More than 100 illegal kidney transplant surgeries were performed in South Africa between 2001 and 2002, with most of the recipients traveling from Israel and donors coming from Brazil and parts of eastern Europe. Police investigations of these transplants revealed that there was an international organ trafficking syndicate involved in facilitating most of the transplants. The case is even more concerning in the Islamic Republic of Iran, where paid kidney donation is legal but restricted to foreigners.

According to Peter Chin-Hong, MD, professor of medicine and director of the University of California’s transplant infectious disease program, poverty is what fuels this illegal organ trade. In agreement with this, Voluntary Health Association reports that about 2000 Indians sell a kidney every year, with donors paid about $6,000 to harvest their kidneys.

Although reports estimate that transplant tourism comprises only 10% of all transplants performed worldwide, Chin-Hong believes this figure might just be an underestimate, as several of these illegal activities are underground and underreported.

Risks of Transplant Tourism

This illegal commercialization of organs comes with one of many problems – an increased risk of diseases and deaths from the transplanted organs. Unlike what is obtainable in the United States, most of the harvested organs do not pass through the standard screening procedures before transplant is performed and, in other cases, the procedure is performed in terribly nonsterile conditions.

This exposes the recipient to several, often fatal, infectious diseases including tuberculosis, HIV/AIDS, hepatitis, cytomegalovirus (CMV) infection, and other blood-borne infections. Some studies have shown that the risk of these diseases in commercial transplantation could be as high as 7.1% for hepatitis B, 4.1% for HIV, and 30% for CMV, much higher than in traditional transplantation. However, these risks may just be underestimated, as most organ recipients do not report their transplant tourism.

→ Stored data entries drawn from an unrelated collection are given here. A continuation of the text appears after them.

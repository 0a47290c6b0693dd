use adviser_core::audit::{AuditEvent, AuditOutcome, AuditSink};

/// Audit sink that forwards every event to `tracing` as a structured log line.
#[derive(Clone, Copy, Debug, Default)]
pub struct TracingAuditSink;

impl AuditSink for TracingAuditSink {
    fn emit(&self, event: AuditEvent) {
        let session_id = event
            .conversation_id
            .map(|id| id.to_string())
            .unwrap_or_else(|| "unknown".to_string());
        let turn = event.turn.unwrap_or_default();
        let metadata = render_metadata(&event);

        match event.outcome {
            AuditOutcome::Failed => tracing::warn!(
                event_name = %event.event_type,
                correlation_id = %event.correlation_id,
                session_id = %session_id,
                turn,
                category = ?event.category,
                actor = %event.actor,
                metadata = %metadata,
                "audit event"
            ),
            AuditOutcome::Success | AuditOutcome::Rejected => tracing::info!(
                event_name = %event.event_type,
                correlation_id = %event.correlation_id,
                session_id = %session_id,
                turn,
                category = ?event.category,
                outcome = ?event.outcome,
                actor = %event.actor,
                metadata = %metadata,
                "audit event"
            ),
        }
    }
}

fn render_metadata(event: &AuditEvent) -> String {
    event
        .metadata
        .iter()
        .map(|(key, value)| format!("{key}={value}"))
        .collect::<Vec<_>>()
        .join(" ")
}
use std::fmt;
use std::str::FromStr;

use serde::{Deserialize, Serialize};

use crate::registry::RegistryError;
use crate::slots::SlotId;

/// Symbolic name of a system utterance. Renderers map each key to text; the dialogue
/// core only ever deals in keys.
#[derive(Clone, Copy, Debug, PartialEq, Eq, PartialOrd, Ord, Hash, Serialize, Deserialize)]
#[serde(try_from = "String", into = "String")]
pub enum TemplateKey {
    Welcome,
    Closing,
    RequestMore,
    FailRestart,
    Request(SlotId),
    RequestWithError(SlotId),
}

impl TemplateKey {
    pub fn catalog_key(&self) -> String {
        match self {
            Self::Welcome => "welcomemsg".to_string(),
            Self::Closing => "closingmsg".to_string(),
            Self::RequestMore => "reqmore".to_string(),
            Self::FailRestart => "fail_restart".to_string(),
            Self::Request(slot) => format!("request({slot})"),
            Self::RequestWithError(slot) => format!("reqwerr({slot})"),
        }
    }

    pub fn slot(&self) -> Option<SlotId> {
        match self {
            Self::Request(slot) | Self::RequestWithError(slot) => Some(*slot),
            _ => None,
        }
    }

    /// Every key the dialogue can emit.
    pub fn all() -> Vec<TemplateKey> {
        let mut keys = vec![Self::Welcome, Self::Closing, Self::RequestMore, Self::FailRestart];
        keys.extend(SlotId::PRIORITY.into_iter().map(Self::Request));
        keys.extend(SlotId::PRIORITY.into_iter().map(Self::RequestWithError));
        keys
    }
}

impl fmt::Display for TemplateKey {
    fn fmt(&self, f: &mut fmt::Formatter<'_>) -> fmt::Result {
        f.write_str(&self.catalog_key())
    }
}

impl FromStr for TemplateKey {
    type Err = RegistryError;

    fn from_str(value: &str) -> Result<Self, Self::Err> {
        let trimmed = value.trim();
        let unknown = || RegistryError::UnknownTemplate(value.to_string());
        match trimmed {
            "welcomemsg" => return Ok(Self::Welcome),
            "closingmsg" => return Ok(Self::Closing),
            "reqmore" => return Ok(Self::RequestMore),
            "fail_restart" => return Ok(Self::FailRestart),
            _ => {}
        }

        let (prefix, rest) = trimmed.split_once('(').ok_or_else(unknown)?;
        let slot_name = rest.strip_suffix(')').ok_or_else(unknown)?;
        let slot = slot_name.parse::<SlotId>().map_err(|_| unknown())?;
        match prefix {
            "request" => Ok(Self::Request(slot)),
            "reqwerr" => Ok(Self::RequestWithError(slot)),
            _ => Err(unknown()),
        }
    }
}

impl TryFrom<String> for TemplateKey {
    type Error = RegistryError;

    fn try_from(value: String) -> Result<Self, Self::Error> {
        value.parse()
    }
}

impl From<TemplateKey> for String {
    fn from(value: TemplateKey) -> Self {
        value.catalog_key()
    }
}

Even worse are the potential risks to these organ donors. Less empirical research has been done for the paid or coerced donors from whom these organs are harvested. Some of the harvesting procedures may be performed under aseptic conditions, increasing the risk of severe surgical infections and complications. In addition to this, coerced donors run the risk of developing severe psychological problems and disabilities.

The Way Out

The international organ trade thrives on the growing demand for organ transplantation, as well as the lack of and discrepancies in regulations and policies guiding organ transplant between countries. This global inequity has to be addressed with appropriate policies and ethical guidelines that respect and protect human dignity.

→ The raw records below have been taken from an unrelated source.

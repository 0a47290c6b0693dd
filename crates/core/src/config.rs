use std::env;
use std::fs;
use std::path::{Path, PathBuf};
use std::time::Duration;

use serde::{Deserialize, Serialize};
use thiserror::Error;

pub const DEFAULT_CONFIG_FILE: &str = "adviser.toml";
pub const NESTED_CONFIG_FILE: &str = "config/adviser.toml";

#[derive(Clone, Debug)]
pub struct AppConfig {
    pub dialogue: DialogueConfig,
    pub session: SessionConfig,
    pub catalog: CatalogConfig,
    pub logging: LoggingConfig,
}

#[derive(Clone, Debug)]
pub struct DialogueConfig {
    pub extractor_timeout_ms: u64,
    pub gateway_timeout_ms: u64,
    /// `None` keeps re-prompting forever.
    pub max_consecutive_failures: Option<u32>,
}

#[derive(Clone, Debug)]
pub struct SessionConfig {
    pub idle_timeout_secs: u64,
    pub max_active_sessions: usize,
}

#[derive(Clone, Debug)]
pub struct CatalogConfig {
    /// Course catalog JSON; the embedded sample catalog is used when unset.
    pub courses_path: Option<PathBuf>,
    /// TOML file overriding utterance templates by catalog key.
    pub templates_path: Option<PathBuf>,
    pub max_plans: usize,
    pub search_attempts: u32,
    pub seed: u64,
}

#[derive(Clone, Debug)]
pub struct LoggingConfig {
    pub level: String,
    pub format: LogFormat,
}

#[derive(Clone, Copy, Debug, PartialEq, Eq, Serialize, Deserialize)]
#[serde(rename_all = "snake_case")]
pub enum LogFormat {
    Compact,
    Pretty,
    Json,
}

#[derive(Clone, Debug, Default)]
pub struct ConfigOverrides {
    pub log_level: Option<String>,
    pub log_format: Option<LogFormat>,
    pub courses_path: Option<PathBuf>,
    pub templates_path: Option<PathBuf>,
    pub max_consecutive_failures: Option<u32>,
    pub seed: Option<u64>,
}

#[derive(Clone, Debug, Default)]
pub struct LoadOptions {
    pub config_path: Option<PathBuf>,
    pub require_file: bool,
    pub overrides: ConfigOverrides,
}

Countries must also address the problem of organ shortage by exploiting ethically acceptable sources of donor organs and developing appropriate organ donation programs across the world. The Transplantation Society also urges that ethical organizations must review studies and journals that report data on organ transplants, rejecting those that do not adhere to ethical practices on organ transplant.

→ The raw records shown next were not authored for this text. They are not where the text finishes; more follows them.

use serde::Serialize;

use crate::registry::ValidatedAnswer;
use crate::slots::{
    CourseFormat, Field, Preference, ScheduleConflict, Semester, SlotAnswer, SlotId, SlotValue,
};

/// Per-conversation slot values. Only registry-validated answers can be stored.
#[derive(Clone, Debug, Default, PartialEq, Eq, Serialize)]
pub struct SlotStateStore {
    values: [Option<ValidatedAnswer>; 5],
}

impl SlotStateStore {
    pub fn new() -> Self {
        Self::default()
    }

    pub fn get(&self, slot: SlotId) -> Option<&SlotAnswer> {
        self.values[slot.index()].as_ref().map(ValidatedAnswer::answer)
    }

    pub fn is_filled(&self, slot: SlotId) -> bool {
        self.values[slot.index()].is_some()
    }

    /// Stores the answer under its slot, replacing any earlier value.
    pub fn fill(&mut self, answer: ValidatedAnswer) {
        let index = answer.slot().index();
        self.values[index] = Some(answer);
    }

    /// Highest-priority slot without a value.
    pub fn next_unfilled(&self) -> Option<SlotId> {
        SlotId::PRIORITY.into_iter().find(|slot| !self.is_filled(*slot))
    }

    pub fn is_complete(&self) -> bool {
        self.next_unfilled().is_none()
    }

    pub fn unset_slots(&self) -> Vec<SlotId> {
        SlotId::PRIORITY.into_iter().filter(|slot| !self.is_filled(*slot)).collect()
    }

    pub fn filled_count(&self) -> usize {
        self.values.iter().filter(|value| value.is_some()).count()
    }

    pub fn reset(&mut self) {
        self.values = Default::default();
    }

    /// Typed snapshot of a complete store, or `None` while any slot is unset.
    pub fn filled_slots(&self) -> Option<FilledSlots> {
        let total_credits = match self.get(SlotId::TotalCredits)? {
            SlotAnswer::Value(SlotValue::TotalCredits(credits)) => u32::try_from(*credits).ok()?,
            _ => return None,
        };
        let user_schedules = match self.get(SlotId::UserSchedules)? {
            SlotAnswer::DontCare => Preference::DontCare,
            SlotAnswer::Value(SlotValue::UserSchedules(conflicts)) => {
                Preference::Only(conflicts.clone())
            }
            _ => return None,
        };
        let fields = match self.get(SlotId::Fields)? {
            SlotAnswer::DontCare => Preference::DontCare,
            SlotAnswer::Value(SlotValue::Fields(fields)) => Preference::Only(fields.clone()),
            _ => return None,
        };
        let formats = match self.get(SlotId::Formats)? {
            SlotAnswer::DontCare => Preference::DontCare,
            SlotAnswer::Value(SlotValue::Formats(formats)) => Preference::Only(formats.clone()),
            _ => return None,
        };
        let semester = match self.get(SlotId::Semester)? {
            SlotAnswer::Value(SlotValue::Semester(semester)) => *semester,
            _ => return None,
        };

        Some(FilledSlots { total_credits, user_schedules, fields, formats, semester })
    }
}

/// Everything the recommendation gateway needs, with each slot in its final typed form.
#[derive(Clone, Debug, PartialEq, Eq, Serialize)]
pub struct FilledSlots {
    pub total_credits: u32,
    pub user_schedules: Preference<Vec<ScheduleConflict>>,
    pub fields: Preference<Vec<Field>>,
    pub formats: Preference<Vec<CourseFormat>>,
    pub semester: Semester,
}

Furthermore, health practitioners should continue to educate patients and citizens about the dangers of transplant tourism and emphasize the need for standard practices regarding screening and procedural settings for an organ transplant.

Bottom Line

In what has been aptly described by Chin-Hong as “the shadow world of medicine,” transplant tourism poses great health and ethical burden, with attendant risks of severe infectious diseases and the dehumanizing nature of the act. The need, therefore, arises for healthcare providers, health organizations, and governments to take this seriously, establishing policies to avert transplant tourism and creating programs to address organ shortage.